In a Friday note to investors, Ken Hoexter, the managing director of Bank of America’s trucking research, wrote that shippers’ view of demand is down 23% year-over-year. The proprietary Truckload Demand Indicator hit 58 — the lowest since June 2020.
Hoexter said the shippers’ view of rates have “melt(ed) down,” hitting a low not seen since May 2020. Bank of America’s survey represented views from 44 shippers in industries including retail, consumer goods and manufacturing.

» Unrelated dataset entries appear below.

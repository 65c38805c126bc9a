//! Actions accepted by the gallery reducer.

use std::fmt;
use std::str::FromStr;

use crate::error::ModelError;

/// Every transition the gallery store understands.
///
/// `Unknown` is what untyped sources (scripts, wire payloads, plugins) parse
/// into when they name a kind this version does not know. The reducer absorbs
/// it without changing state.
#[derive(Debug, Clone, PartialEq, Eq)]
#[cfg_attr(feature = "serde", derive(serde::Serialize, serde::Deserialize))]
#[cfg_attr(
    feature = "serde",
    serde(tag = "type", rename_all = "SCREAMING_SNAKE_CASE")
)]
pub enum GalleryAction {
    Next,
    Prev,
    /// Out-of-range indices (negative included) are clamped by the reducer.
    GoTo { index: i64 },
    StartTransition,
    EndTransition,
    ToggleFullscreen,
    PlayVideo {
        #[cfg_attr(feature = "serde", serde(rename = "videoId"))]
        video_id: String,
    },
    StopVideo,
    StartAutoplay,
    StopAutoplay,
    SetDragging {
        #[cfg_attr(feature = "serde", serde(rename = "isDragging"))]
        is_dragging: bool,
    },
    #[cfg_attr(feature = "serde", serde(other))]
    Unknown,
}

impl GalleryAction {
    pub fn go_to(index: impl TryInto<i64>) -> Self {
        Self::GoTo {
            index: index.try_into().unwrap_or(i64::MAX),
        }
    }

    pub fn play_video(video_id: impl Into<String>) -> Self {
        Self::PlayVideo {
            video_id: video_id.into(),
        }
    }

    pub fn set_dragging(is_dragging: bool) -> Self {
        Self::SetDragging { is_dragging }
    }

    /// Wire name of the action kind.
    pub fn kind(&self) -> &'static str {
        match self {
            Self::Next => "NEXT",
            Self::Prev => "PREV",
            Self::GoTo { .. } => "GO_TO",
            Self::StartTransition => "START_TRANSITION",
            Self::EndTransition => "END_TRANSITION",
            Self::ToggleFullscreen => "TOGGLE_FULLSCREEN",
            Self::PlayVideo { .. } => "PLAY_VIDEO",
            Self::StopVideo => "STOP_VIDEO",
            Self::StartAutoplay => "START_AUTOPLAY",
            Self::StopAutoplay => "STOP_AUTOPLAY",
            Self::SetDragging { .. } => "SET_DRAGGING",
            Self::Unknown => "UNKNOWN",
        }
    }

    /// Build an action from its kind name and optional argument.
    ///
    /// Unrecognised kinds yield [`GalleryAction::Unknown`]; a recognised kind
    /// with a missing or malformed argument is an error.
    pub fn from_kind(kind: &str, arg: Option<&str>) -> Result<Self, ModelError> {
        let kind = kind.trim().to_ascii_uppercase();
        let arg = arg.map(str::trim).filter(|a| !a.is_empty());
        let invalid = |reason: &str| ModelError::InvalidAction {
            kind: kind.clone(),
            reason: reason.to_string(),
        };

        let action = match kind.as_str() {
            "NEXT" => Self::Next,
            "PREV" => Self::Prev,
            "GO_TO" => {
                let raw = arg.ok_or_else(|| invalid("missing index"))?;
                let index = raw
                    .parse::<i64>()
                    .map_err(|_| invalid("index is not an integer"))?;
                Self::GoTo { index }
            }
            "START_TRANSITION" => Self::StartTransition,
            "END_TRANSITION" => Self::EndTransition,
            "TOGGLE_FULLSCREEN" => Self::ToggleFullscreen,
            "PLAY_VIDEO" => {
                let id = arg.ok_or_else(|| invalid("missing video id"))?;
                Self::play_video(id)
            }
            "STOP_VIDEO" => Self::StopVideo,
            "START_AUTOPLAY" => Self::StartAutoplay,
            "STOP_AUTOPLAY" => Self::StopAutoplay,
            "SET_DRAGGING" => {
                let raw = arg.ok_or_else(|| invalid("missing flag"))?;
                let is_dragging = raw
                    .parse::<bool>()
                    .map_err(|_| invalid("flag is not a boolean"))?;
                Self::SetDragging { is_dragging }
            }
            _ => Self::Unknown,
        };
        Ok(action)
    }
}

/// `KIND` or `KIND:ARG`, e.g. `NEXT`, `GO_TO:3`, `SET_DRAGGING:true`.
impl FromStr for GalleryAction {
    type Err = ModelError;

    fn from_str(s: &str) -> Result<Self, Self::Err> {
        match s.split_once(':') {
            Some((kind, arg)) => Self::from_kind(kind, Some(arg)),
            None => Self::from_kind(s, None),
        }
    }
}

impl fmt::Display for GalleryAction {
    fn fmt(&self, f: &mut fmt::Formatter<'_>) -> fmt::Result {
        match self {
            Self::GoTo { index } => write!(f, "GO_TO:{index}"),
            Self::PlayVideo { video_id } => write!(f, "PLAY_VIDEO:{video_id}"),
            Self::SetDragging { is_dragging } => {
                write!(f, "SET_DRAGGING:{is_dragging}")
            }
            other => f.write_str(other.kind()),
        }
    }
}

#[cfg(test)]
mod tests {
    use super::*;

    #[test]
    fn parses_script_form() {
        assert_eq!("next".parse(), Ok(GalleryAction::Next));
        assert_eq!("GO_TO:-4".parse(), Ok(GalleryAction::GoTo { index: -4 }));
        assert_eq!(
            "SET_DRAGGING: true".parse(),
            Ok(GalleryAction::set_dragging(true))
        );
        assert_eq!(
            "PLAY_VIDEO:yt-1".parse(),
            Ok(GalleryAction::play_video("yt-1"))
        );
    }

    #[test]
    fn unknown_kind_is_not_an_error() {
        assert_eq!("WARP_DRIVE".parse(), Ok(GalleryAction::Unknown));
    }

    #[test]
    fn malformed_argument_is_an_error() {
        assert!("GO_TO".parse::<GalleryAction>().is_err());
        assert!("GO_TO:abc".parse::<GalleryAction>().is_err());
        assert!("SET_DRAGGING:maybe".parse::<GalleryAction>().is_err());
    }

    #[test]
    fn display_matches_parse() {
        let action = GalleryAction::go_to(7);
        assert_eq!(action.to_string().parse(), Ok(action));
    }

    #[cfg(feature = "serde")]
    #[test]
    fn json_uses_type_tag() {
        let action: GalleryAction =
            serde_json::from_str(r#"{"type":"GO_TO","index":2}"#).unwrap();
        assert_eq!(action, GalleryAction::GoTo { index: 2 });

        let action: GalleryAction =
            serde_json::from_str(r#"{"type":"SOMETHING_NEW"}"#).unwrap();
        assert_eq!(action, GalleryAction::Unknown);
    }
}
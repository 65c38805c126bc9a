//! Pointer gesture handling: turns raw pointer samples into physics drags
//! and, on release, into a fling plus a navigation action.

mod drag;
mod tuning;

pub use drag::{DragTranslator, GestureMode, GestureOutcome, ReleaseDecision};
pub use tuning::GestureTuning;
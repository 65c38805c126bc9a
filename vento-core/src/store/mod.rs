//! Central gallery state: the pure reducer and the observable store holding
//! the current snapshot.

mod gallery_store;
mod reducer;

pub use gallery_store::GalleryStore;
pub use reducer::reduce;
use std::path::PathBuf;

use serde::{Deserialize, Serialize};
use vento_core::{GestureTuning, PhysicsTuning};
use vento_model::GalleryOptions;

/// Where the active configuration came from.
#[derive(Debug, Clone, PartialEq, Eq, Default)]
pub enum ConfigSource {
    #[default]
    Default,
    EnvPath(PathBuf),
    EnvInline,
    File(PathBuf),
}

impl std::fmt::Display for ConfigSource {
    fn fmt(&self, f: &mut std::fmt::Formatter<'_>) -> std::fmt::Result {
        match self {
            Self::Default => f.write_str("built-in defaults"),
            Self::EnvPath(path) => {
                write!(f, "$VENTO_CONFIG_PATH ({})", path.display())
            }
            Self::EnvInline => f.write_str("$VENTO_CONFIG_JSON"),
            Self::File(path) => write!(f, "{}", path.display()),
        }
    }
}

/// Everything a host needs to build a gallery besides its frames.
///
/// Every section is optional in the file; missing keys fall back to the
/// defaults of the corresponding type.
#[derive(Debug, Clone, Default, PartialEq, Deserialize, Serialize)]
#[serde(default)]
pub struct VentoConfig {
    /// Construction options: looping, transition, autoplay, navigation and
    /// input toggles.
    pub gallery: GalleryOptions,
    /// Friction/spring pairs for the stage (snap) and thumbnail (free
    /// scroll) strips. Both factors must stay strictly between 0 and 1.
    pub physics: PhysicsTuning,
    /// Pointer gesture thresholds. Raising `swipe_distance` or
    /// `swipe_speed` makes short flicks fall back to the current frame.
    pub gesture: GestureTuning,
}
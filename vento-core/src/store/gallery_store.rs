use std::fmt;
use std::sync::Arc;
use std::sync::atomic::{AtomicU64, Ordering};

use parking_lot::{Mutex, RwLock};
use tracing::{debug, trace};
use vento_contracts::gallery::Listener;
use vento_contracts::subscription::Subscription;
use vento_model::{GalleryAction, GalleryState};

use super::reducer::reduce;
use crate::isolation::run_isolated;

/// Observable holder of the current [`GalleryState`].
///
/// Cloning yields another handle to the same store. Listeners run
/// synchronously inside [`dispatch`](GalleryStore::dispatch), in
/// subscription order, with no lock held, so a listener may itself dispatch.
#[derive(Clone)]
pub struct GalleryStore {
    inner: Arc<StoreInner>,
}

struct StoreInner {
    state: RwLock<Arc<GalleryState>>,
    listeners: Mutex<Vec<(u64, Listener)>>,
    next_id: AtomicU64,
}

impl GalleryStore {
    pub fn new(initial: GalleryState) -> Self {
        Self {
            inner: Arc::new(StoreInner {
                state: RwLock::new(Arc::new(initial)),
                listeners: Mutex::new(Vec::new()),
                next_id: AtomicU64::new(0),
            }),
        }
    }

    pub fn get_state(&self) -> Arc<GalleryState> {
        Arc::clone(&self.inner.state.read())
    }

    /// Reduce `action` against the current snapshot and notify listeners if
    /// the reducer produced a new one.
    pub fn dispatch(&self, action: GalleryAction) {
        let (next, listeners) = {
            let mut current = self.inner.state.write();
            let next = reduce(&current, &action);
            if Arc::ptr_eq(&next, &current) {
                trace!(action = %action, "action left state untouched");
                return;
            }
            *current = Arc::clone(&next);
            (next, self.inner.listeners.lock().clone())
        };

        debug!(
            action = %action,
            index = next.current_index,
            status = %next.status,
            "state changed"
        );

        for (id, listener) in listeners {
            // A nested dispatch already notified everyone with a newer state.
            if !Arc::ptr_eq(&self.get_state(), &next) {
                trace!(action = %action, "state moved on mid-pass");
                break;
            }
            // Skip listeners removed by an earlier listener in this pass.
            if !self.is_subscribed(id) {
                continue;
            }
            run_isolated("store listener", || listener(&next));
        }
    }

    /// Register `listener` and invoke it immediately with the current state.
    pub fn subscribe(&self, listener: Listener) -> Subscription {
        let id = self.inner.next_id.fetch_add(1, Ordering::Relaxed);
        self.inner
            .listeners
            .lock()
            .push((id, Arc::clone(&listener)));

        let current = self.get_state();
        run_isolated("store listener", || listener(&current));

        let weak = Arc::downgrade(&self.inner);
        Subscription::new(move || {
            if let Some(inner) = weak.upgrade() {
                inner.listeners.lock().retain(|(other, _)| *other != id);
            }
        })
    }

    pub fn listener_count(&self) -> usize {
        self.inner.listeners.lock().len()
    }

    fn is_subscribed(&self, id: u64) -> bool {
        self.inner
            .listeners
            .lock()
            .iter()
            .any(|(other, _)| *other == id)
    }
}

impl fmt::Debug for GalleryStore {
    fn fmt(&self, f: &mut fmt::Formatter<'_>) -> fmt::Result {
        let state = self.get_state();
        f.debug_struct("GalleryStore")
            .field("current_index", &state.current_index)
            .field("status", &state.status)
            .field("listeners", &self.listener_count())
            .finish()
    }
}

#[cfg(test)]
mod tests {
    use super::*;
    use vento_model::{Frame, GalleryStatus, TransitionType, WrapMode};

    fn store(n: usize) -> GalleryStore {
        let frames: Vec<Frame> =
            (0..n).map(|i| Frame::new(format!("f{i}"))).collect();
        GalleryStore::new(
            GalleryState::new(frames, 0, TransitionType::Slide, WrapMode::Finite)
                .unwrap(),
        )
    }

    fn recorder() -> (Arc<Mutex<Vec<usize>>>, Listener) {
        let seen = Arc::new(Mutex::new(Vec::new()));
        let sink = Arc::clone(&seen);
        let listener: Listener = Arc::new(move |s: &Arc<GalleryState>| {
            sink.lock().push(s.current_index);
        });
        (seen, listener)
    }

    #[test]
    fn subscribe_replays_current_state() {
        let store = store(3);
        store.dispatch(GalleryAction::go_to(2));
        let (seen, listener) = recorder();
        let _sub = store.subscribe(listener);
        assert_eq!(*seen.lock(), vec![2]);
    }

    #[test]
    fn listeners_run_in_subscription_order() {
        let store = store(3);
        let order = Arc::new(Mutex::new(Vec::new()));
        let mut subs = Vec::new();
        for tag in ["a", "b", "c"] {
            let order = Arc::clone(&order);
            subs.push(store.subscribe(Arc::new(move |_: &Arc<GalleryState>| {
                order.lock().push(tag);
            })));
        }
        order.lock().clear();

        store.dispatch(GalleryAction::Next);
        assert_eq!(*order.lock(), vec!["a", "b", "c"]);
    }

    #[test]
    fn identical_snapshot_is_not_broadcast() {
        let store = store(3);
        let (seen, listener) = recorder();
        let _sub = store.subscribe(listener);
        let before = store.get_state();

        store.dispatch(GalleryAction::Unknown);
        store.dispatch(GalleryAction::StartAutoplay);

        assert!(Arc::ptr_eq(&before, &store.get_state()));
        assert_eq!(seen.lock().len(), 1);
    }

    #[test]
    fn unsubscribe_is_idempotent_and_final() {
        let store = store(3);
        let (seen, listener) = recorder();
        let sub = store.subscribe(listener);
        sub.unsubscribe();
        sub.unsubscribe();
        assert_eq!(store.listener_count(), 0);

        store.dispatch(GalleryAction::Next);
        assert_eq!(seen.lock().len(), 1);
    }

    #[test]
    fn panicking_listener_does_not_starve_others() {
        let store = store(3);
        let _bad = store.subscribe(Arc::new(|s: &Arc<GalleryState>| {
            if s.current_index == 1 {
                panic!("listener failure");
            }
        }));
        let (seen, listener) = recorder();
        let _good = store.subscribe(listener);

        store.dispatch(GalleryAction::Next);
        assert_eq!(*seen.lock(), vec![0, 1]);
        assert_eq!(store.get_state().current_index, 1);
    }

    #[test]
    fn listener_may_dispatch_reentrantly() {
        let store = store(3);
        let inner = store.clone();
        let _sub = store.subscribe(Arc::new(move |s: &Arc<GalleryState>| {
            if s.status == GalleryStatus::Transitioning {
                inner.dispatch(GalleryAction::EndTransition);
            }
        }));

        store.dispatch(GalleryAction::Next);
        let state = store.get_state();
        assert_eq!(state.current_index, 1);
        assert_eq!(state.status, GalleryStatus::Idle);
    }

    #[test]
    fn later_listener_never_sees_superseded_state() {
        let store = store(3);
        let inner = store.clone();
        let _ender = store.subscribe(Arc::new(move |s: &Arc<GalleryState>| {
            if s.status == GalleryStatus::Transitioning {
                inner.dispatch(GalleryAction::EndTransition);
            }
        }));
        let statuses = Arc::new(Mutex::new(Vec::new()));
        let sink = Arc::clone(&statuses);
        let _watcher = store.subscribe(Arc::new(move |s: &Arc<GalleryState>| {
            sink.lock().push(s.status);
        }));

        store.dispatch(GalleryAction::Next);
        let seen = statuses.lock().clone();
        assert_eq!(seen, vec![GalleryStatus::Idle, GalleryStatus::Idle]);
        assert_eq!(seen.last(), Some(&store.get_state().status));
    }

    #[test]
    fn listener_removed_mid_pass_is_skipped() {
        let store = store(3);
        let (seen, listener) = recorder();
        let victim: Arc<Mutex<Option<Subscription>>> =
            Arc::new(Mutex::new(None));
        let handle = Arc::clone(&victim);
        let _killer = store.subscribe(Arc::new(move |s: &Arc<GalleryState>| {
            if s.current_index == 1
                && let Some(sub) = handle.lock().as_ref()
            {
                sub.unsubscribe();
            }
        }));
        *victim.lock() = Some(store.subscribe(listener));

        store.dispatch(GalleryAction::Next);
        assert_eq!(*seen.lock(), vec![0]);
    }
}
use std::path::PathBuf;

use thiserror::Error;

use crate::validation::ConfigGuardRailError;

#[derive(Debug, Error)]
pub enum ConfigLoadError {
    #[error("failed to read config file {path}")]
    Io {
        path: PathBuf,
        #[source]
        source: std::io::Error,
    },
    #[error("invalid TOML in {origin}")]
    Toml {
        origin: String,
        #[source]
        source: toml::de::Error,
    },
    #[error("invalid JSON in {origin}")]
    Json {
        origin: String,
        #[source]
        source: serde_json::Error,
    },
    #[error(
        "failed to parse config {origin}: toml error: {toml}; json error: {json}"
    )]
    UnknownFormat {
        origin: String,
        toml: toml::de::Error,
        json: serde_json::Error,
    },
    #[error(transparent)]
    GuardRail(#[from] ConfigGuardRailError),
    #[error(transparent)]
    EnvFile(#[from] dotenvy::Error),
}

Meanwhile, these shippers are finding it easy to find capacity to move their loads; outlook on capacity hit its highest level since June 2020. They also noted their view on inventory levels had climbed to its highest point since May 2020. DAT has reported that the ratio of loads to trucks is down from 4.7% in March to 3.3% in April, another sign that things may just be slowing down for the trucking sector. We have been monitoring the situation to see if the pendulum is actually swinging from the carriers’ side to the shippers’ side. However, we are not yet sure these latest events are truly indicative of a complete swing in the shippers’ favor but do believe we are headed in that direction.
A few anecdotal examples from the Bank of America survey illustrate that data. One food shipper said it was receiving more cold calls from freight brokers rather than those brokers having to seek capacity for shipments on their own. A shipper moving home-building products said flatbed capacity is loosening slightly, though is still tight. And a representative of a forest products company said rates were beginning to soften as truck capacity opened up.
Other indicators are pointing to freight recession
FreightWaves has previously reported that a “sharp, painful downturn” in the U.S. trucking market is coming. The Friday note to investors is the latest indicator of the trucking bloodbath that many in the industry are spotting.
“The way the rates are, you have to run twice as hard to make ends meet,” Dan Guzman, a San Antonio-based fleet owner, recently told FreightWaves.
One key indicator is the FreightWaves SONAR Outbound Tender Reject Index (SONAR: OTRI.USA) . At this time last year, truckers were rejecting a whopping 25.76% of loads they had previously arranged through contract. That indicated they were able to find better loads through the spot market, where shipments are available on demand.
Now that spot market rates have declined, more drivers are moving their contracted loads. As of Sunday, the rejection rate had sunk to 9.92%.